Even more astonishing is the fact that Latinos made up 56% of the entire population growth in the United States. We are considered the largest growing minority population, and yet as a people we are lagging behind in educational achievement, job equity, and health insurance coverage. Estimates from 2008 showed that Hispanics have the largest percentage of uninsured people. “In 2007, 32.1 percent of the Hispanic population was not covered by health insurance, as compared to 10.4 percent of the non-Hispanic white population.”
Latinos account for 15% of the population according to 2009 data. Additionally, Latina women account for 20% of all women in the United States. Latina women also account for about half (48%) of the Latino population. Women of reproductive age (15-44 years) account for more than one-fifth (22%) of Latina women while girls under 15 account for 14% of the Latino population. Women over 45 account for the rest (12%). All these women have reproductive health needs and deserve access to affordable services. (Note: all information was derived from American Fact Finder datasets and is rounded to the nearest whole number).

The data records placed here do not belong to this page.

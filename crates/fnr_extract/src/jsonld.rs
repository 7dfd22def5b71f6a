use scraper::{Html, Selector};
use serde_json::Value;

/// Extracts author names from JSON-LD blocks embedded in the document.
pub fn extract_authors(document: &Html) -> Vec<String> {
    let mut authors = Vec::new();

    for json in parse_blocks(document) {
        if let Some(author) = json.get("author") {
            collect_author_names(author, &mut authors);
        }
    }

    authors
}

/// Extracts the `datePublished` field from JSON-LD blocks, if any.
pub fn extract_date_published(document: &Html) -> Option<String> {
    for json in parse_blocks(document) {
        if let Some(date) = json.get("datePublished").and_then(|d| d.as_str()) {
            let date = date.trim();
            if !date.is_empty() {
                return Some(date.to_string());
            }
        }
    }
    None
}

fn parse_blocks(document: &Html) -> Vec<Value> {
    let mut blocks = Vec::new();

    if let Ok(selector) = Selector::parse("script[type='application/ld+json']") {
        for script in document.select(&selector) {
            let raw = script.text().collect::<String>();
            if let Ok(json) = serde_json::from_str::<Value>(raw.trim()) {
                // Some sites wrap the article object in an @graph array.
                if let Some(graph) = json.get("@graph").and_then(|g| g.as_array()) {
                    blocks.extend(graph.iter().cloned());
                }
                blocks.push(json);
            }
        }
    }

    blocks
}

fn collect_author_names(author: &Value, authors: &mut Vec<String>) {
    match author {
        Value::Array(arr) => {
            for entry in arr {
                collect_author_names(entry, authors);
            }
        }
        Value::Object(obj) => {
            if let Some(name) = obj.get("name").and_then(|n| n.as_str()) {
                let name = name.trim();
                if !name.is_empty() {
                    authors.push(name.to_string());
                }
            }
        }
        Value::String(s) => {
            let name = s.trim();
            if !name.is_empty() {
                authors.push(name.to_string());
            }
        }
        _ => {}
    }
}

These estimates and numbers do not even include the millions of undocumented men, women and children who may have been too afraid to fill out the census. The Pew Hispanic Center estimates that there are 11.1 million undocumented peoples from all over the Americas.
Looking back at the last year of legislation it is no surprise that we saw a trend of xenophobic and anti-women legislation including anti-immigrant law SB-1070 in Arizona; the mandatory 72 hour waiting period and visit to a crises pregnancy center in South Dakota; and HR140 which would change the birthright citizenship to deny citizenship for those born of immigrant parents. This extreme legislation is motivated by fear of these demographic changes.
At Latina Institute we understand that a woman’s right to choose when to have children is closely tied to educational attainment and economic prosperity. This means that we will continue fighting against heinous legislation that attempts to take away access to critical health care options for Latina women. It means that we have strength in numbers to continue advocating for affordable and safe abortions, birth control as preventive care, comprehensive sex education, community health centers, and insurance coverage. It means that even at the darkest hour we will fight tooth and nail for our rights to ensure economic prosperity for our families and for others.